Supplied material —
┄┄┄┄┄┄┄┄┄┄┄┄┄┄┄┄┄┄┄┄

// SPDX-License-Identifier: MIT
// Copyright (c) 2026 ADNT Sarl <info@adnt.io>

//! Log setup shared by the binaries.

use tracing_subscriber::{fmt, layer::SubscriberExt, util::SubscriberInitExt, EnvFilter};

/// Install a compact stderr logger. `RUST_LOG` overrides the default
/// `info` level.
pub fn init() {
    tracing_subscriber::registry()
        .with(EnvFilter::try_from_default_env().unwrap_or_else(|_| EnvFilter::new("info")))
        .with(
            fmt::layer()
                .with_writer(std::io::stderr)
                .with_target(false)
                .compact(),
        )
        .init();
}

┄┄┄┄┄┄┄┄┄┄┄┄┄┄┄┄┄┄┄┄

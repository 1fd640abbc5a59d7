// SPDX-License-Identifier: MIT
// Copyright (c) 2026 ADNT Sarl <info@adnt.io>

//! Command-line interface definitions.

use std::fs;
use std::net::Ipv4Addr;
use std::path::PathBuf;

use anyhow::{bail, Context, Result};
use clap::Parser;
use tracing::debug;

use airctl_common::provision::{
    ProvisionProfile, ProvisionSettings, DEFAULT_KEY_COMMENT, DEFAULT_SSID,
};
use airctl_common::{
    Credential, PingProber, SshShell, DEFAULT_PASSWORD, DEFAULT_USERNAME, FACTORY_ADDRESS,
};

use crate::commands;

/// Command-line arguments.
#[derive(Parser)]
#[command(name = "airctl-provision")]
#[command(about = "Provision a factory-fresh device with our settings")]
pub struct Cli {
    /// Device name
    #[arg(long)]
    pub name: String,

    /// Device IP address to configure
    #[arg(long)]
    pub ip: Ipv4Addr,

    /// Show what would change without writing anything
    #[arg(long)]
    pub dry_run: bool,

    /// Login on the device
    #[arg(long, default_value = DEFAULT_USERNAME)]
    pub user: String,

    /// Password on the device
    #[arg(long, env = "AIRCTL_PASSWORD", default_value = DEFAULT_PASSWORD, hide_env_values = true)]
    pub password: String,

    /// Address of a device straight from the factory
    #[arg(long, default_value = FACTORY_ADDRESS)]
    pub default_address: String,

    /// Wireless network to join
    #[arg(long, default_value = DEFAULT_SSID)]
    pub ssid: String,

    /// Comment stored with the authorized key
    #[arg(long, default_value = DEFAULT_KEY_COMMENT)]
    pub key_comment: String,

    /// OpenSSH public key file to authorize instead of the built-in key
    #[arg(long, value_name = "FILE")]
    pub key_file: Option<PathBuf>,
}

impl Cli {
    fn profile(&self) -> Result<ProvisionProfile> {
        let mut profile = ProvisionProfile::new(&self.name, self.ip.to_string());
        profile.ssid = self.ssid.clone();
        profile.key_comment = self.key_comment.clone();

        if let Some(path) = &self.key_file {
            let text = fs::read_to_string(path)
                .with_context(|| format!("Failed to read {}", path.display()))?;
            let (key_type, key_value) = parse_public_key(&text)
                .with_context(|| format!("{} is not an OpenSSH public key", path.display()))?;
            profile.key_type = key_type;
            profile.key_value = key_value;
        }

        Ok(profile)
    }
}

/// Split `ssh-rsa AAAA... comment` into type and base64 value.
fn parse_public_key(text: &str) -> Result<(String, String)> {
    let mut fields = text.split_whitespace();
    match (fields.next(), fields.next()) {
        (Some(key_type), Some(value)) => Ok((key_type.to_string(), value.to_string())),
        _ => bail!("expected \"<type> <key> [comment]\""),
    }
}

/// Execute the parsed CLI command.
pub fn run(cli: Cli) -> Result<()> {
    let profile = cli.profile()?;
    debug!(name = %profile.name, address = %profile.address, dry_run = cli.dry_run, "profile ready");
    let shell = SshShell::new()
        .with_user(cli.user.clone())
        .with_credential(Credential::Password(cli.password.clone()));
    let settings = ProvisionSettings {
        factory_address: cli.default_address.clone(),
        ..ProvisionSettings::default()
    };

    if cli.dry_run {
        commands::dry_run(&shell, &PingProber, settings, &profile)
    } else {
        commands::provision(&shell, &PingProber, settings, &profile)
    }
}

┄┄┄┄┄┄┄┄┄┄┄┄┄┄┄┄┄┄┄┄

From the records above, print exactly the lines that run from the line with "from the factory" to the line with "let text = fs::read_to_string(path)", inclusive.

Reply —
    /// Address of a device straight from the factory
    #[arg(long, default_value = FACTORY_ADDRESS)]
    pub default_address: String,

    /// Wireless network to join
    #[arg(long, default_value = DEFAULT_SSID)]
    pub ssid: String,

    /// Comment stored with the authorized key
    #[arg(long, default_value = DEFAULT_KEY_COMMENT)]
    pub key_comment: String,

    /// OpenSSH public key file to authorize instead of the built-in key
    #[arg(long, value_name = "FILE")]
    pub key_file: Option<PathBuf>,
}

impl Cli {
    fn profile(&self) -> Result<ProvisionProfile> {
        let mut profile = ProvisionProfile::new(&self.name, self.ip.to_string());
        profile.ssid = self.ssid.clone();
        profile.key_comment = self.key_comment.clone();

        if let Some(path) = &self.key_file {
            let text = fs::read_to_string(path)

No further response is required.